■ GIVEN RECORDS
*** Begin section ***

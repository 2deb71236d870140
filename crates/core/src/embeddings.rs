use crate::error::RagError;
use std::fmt;
use std::hash::Hasher;
use std::path::PathBuf;
use std::str::FromStr;
use twox_hash::XxHash64;

pub const DEFAULT_EMBEDDING_DIMENSIONS: usize = 384;
pub const DEFAULT_MODEL_NAME: &str = "all-MiniLM-L6-v2";
const DEFAULT_NGRAM: usize = 3;

#[derive(Debug, Clone, Copy, PartialEq, Eq, Default)]
pub enum Device {
    Accelerated,
    #[default]
    Cpu,
}

impl FromStr for Device {
    type Err = RagError;

    fn from_str(value: &str) -> Result<Self, Self::Err> {
        match value.trim().to_ascii_lowercase().as_str() {
            "accelerated" | "gpu" | "cuda" | "metal" => Ok(Device::Accelerated),
            "cpu" => Ok(Device::Cpu),
            other => Err(RagError::InvalidArgument(format!(
                "unknown device '{other}', expected 'accelerated' or 'cpu'"
            ))),
        }
    }
}

impl fmt::Display for Device {
    fn fmt(&self, f: &mut fmt::Formatter<'_>) -> fmt::Result {
        match self {
            Device::Accelerated => f.write_str("accelerated"),
            Device::Cpu => f.write_str("cpu"),
        }
    }
}

#[derive(Debug, Clone)]
pub struct EmbedderOptions {
    pub model_name: String,
    pub model_dir: Option<PathBuf>,
    pub device: Device,
    pub dimensions: usize,
}

impl EmbedderOptions {
    pub fn on_device(&self, device: Device) -> Self {
        Self {
            device,
            ..self.clone()
        }
    }
}

impl Default for EmbedderOptions {
    fn default() -> Self {
        Self {
            model_name: DEFAULT_MODEL_NAME.to_string(),
            model_dir: None,
            device: Device::Accelerated,
            dimensions: DEFAULT_EMBEDDING_DIMENSIONS,
        }
    }
}

/// Row-major batch of embeddings with shape `(len, dimensions)`.
#[derive(Debug, Clone, PartialEq)]
pub struct Embeddings {
    dimensions: usize,
    rows: usize,
    data: Vec<f32>,
}

impl Embeddings {
    pub fn empty(dimensions: usize) -> Self {
        Self {
            dimensions,
            rows: 0,
            data: Vec::new(),
        }
    }

    pub fn from_rows(dimensions: usize, rows: Vec<Vec<f32>>) -> Result<Self, RagError> {
        let count = rows.len();
        let mut data = Vec::with_capacity(count * dimensions);
        for (index, row) in rows.into_iter().enumerate() {
            if row.len() != dimensions {
                return Err(RagError::GenerationFailed(format!(
                    "embedding row {index} has {} values, expected {dimensions}",
                    row.len()
                )));
            }
            data.extend(row);
        }

        Ok(Self {
            dimensions,
            rows: count,
            data,
        })
    }

    pub fn len(&self) -> usize {
        self.rows
    }

    pub fn is_empty(&self) -> bool {
        self.rows == 0
    }

    pub fn dimensions(&self) -> usize {
        self.dimensions
    }

    pub fn shape(&self) -> (usize, usize) {
        (self.rows, self.dimensions)
    }

    pub fn row(&self, index: usize) -> Option<&[f32]> {
        if index >= self.rows {
            return None;
        }
        let start = index * self.dimensions;
        Some(&self.data[start..start + self.dimensions])
    }

    pub fn rows(&self) -> impl Iterator<Item = &[f32]> + '_ {
        (0..self.rows).filter_map(move |index| self.row(index))
    }
}

pub trait Embedder {
    fn dimensions(&self) -> usize;

    /// Embeds `texts` in order. Empty input yields a `(0, dimensions)` batch.
    fn generate(&self, texts: &[String]) -> Result<Embeddings, RagError>;
}

impl<E: Embedder + ?Sized> Embedder for Box<E> {
    fn dimensions(&self) -> usize {
        (**self).dimensions()
    }

    fn generate(&self, texts: &[String]) -> Result<Embeddings, RagError> {
        (**self).generate(texts)
    }
}

/// Character n-gram feature hashing into a fixed number of buckets,
/// L2-normalised. CPU only.
///
/// This is a deterministic stand-in, not a semantic model: texts that share
/// spelling land close together, paraphrases do not. It is opt-in only, for
/// tests and for `--embedder ngram` when no model files are at hand.
#[derive(Debug, Clone, Copy)]
pub struct NgramHashEmbedder {
    dimensions: usize,
    ngram: usize,
}

impl Default for NgramHashEmbedder {
    fn default() -> Self {
        Self {
            dimensions: DEFAULT_EMBEDDING_DIMENSIONS,
            ngram: DEFAULT_NGRAM,
        }
    }
}

impl NgramHashEmbedder {
    pub fn new(dimensions: usize) -> Result<Self, RagError> {
        if dimensions == 0 {
            return Err(RagError::ModelUnavailable(
                "ngram embedder needs at least one dimension".to_string(),
            ));
        }
        Ok(Self {
            dimensions,
            ngram: DEFAULT_NGRAM,
        })
    }

    pub fn load(options: &EmbedderOptions) -> Result<Self, RagError> {
        if options.device == Device::Accelerated {
            return Err(RagError::ModelUnavailable(
                "ngram embedder has no accelerated backend".to_string(),
            ));
        }
        let embedder = Self::new(options.dimensions)?;
        tracing::info!(dimensions = embedder.dimensions, "ngram embedder ready");
        Ok(embedder)
    }

    fn embed_one(&self, text: &str) -> Vec<f32> {
        let mut vector = vec![0f32; self.dimensions];
        let chars: Vec<char> = text.to_lowercase().chars().collect();

        if chars.is_empty() {
            return vector;
        }

        let width = self.ngram.min(chars.len());
        for window in chars.windows(width) {
            let mut hasher = XxHash64::with_seed(0);
            for ch in window {
                hasher.write_u32(u32::from(*ch));
            }
            let bucket = (hasher.finish() % self.dimensions as u64) as usize;
            vector[bucket] += 1.0;
        }

        let magnitude = vector.iter().map(|value| value * value).sum::<f32>().sqrt();
        if magnitude > 0.0 {
            for value in &mut vector {
                *value /= magnitude;
            }
        }

        vector
    }
}

impl Embedder for NgramHashEmbedder {
    fn dimensions(&self) -> usize {
        self.dimensions
    }

    fn generate(&self, texts: &[String]) -> Result<Embeddings, RagError> {
        if texts.is_empty() {
            return Ok(Embeddings::empty(self.dimensions));
        }

        let rows = texts.iter().map(|text| self.embed_one(text)).collect();
        let embeddings = Embeddings::from_rows(self.dimensions, rows)?;
        tracing::debug!(shape = ?embeddings.shape(), "generated embeddings");
        Ok(embeddings)
    }
}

*** End section ***

■ YOUR TASK
Lines from the one holding "let magnitude = vector.iter().map(|value|" to the last line of the records: return these exactly, and only these.

■ SOLUTION TO THE PROBLEM
        let magnitude = vector.iter().map(|value| value * value).sum::<f32>().sqrt();
        if magnitude > 0.0 {
            for value in &mut vector {
                *value /= magnitude;
            }
        }

        vector
    }
}

impl Embedder for NgramHashEmbedder {
    fn dimensions(&self) -> usize {
        self.dimensions
    }

    fn generate(&self, texts: &[String]) -> Result<Embeddings, RagError> {
        if texts.is_empty() {
            return Ok(Embeddings::empty(self.dimensions));
        }

        let rows = texts.iter().map(|text| self.embed_one(text)).collect();
        let embeddings = Embeddings::from_rows(self.dimensions, rows)?;
        tracing::debug!(shape = ?embeddings.shape(), "generated embeddings");
        Ok(embeddings)
    }
}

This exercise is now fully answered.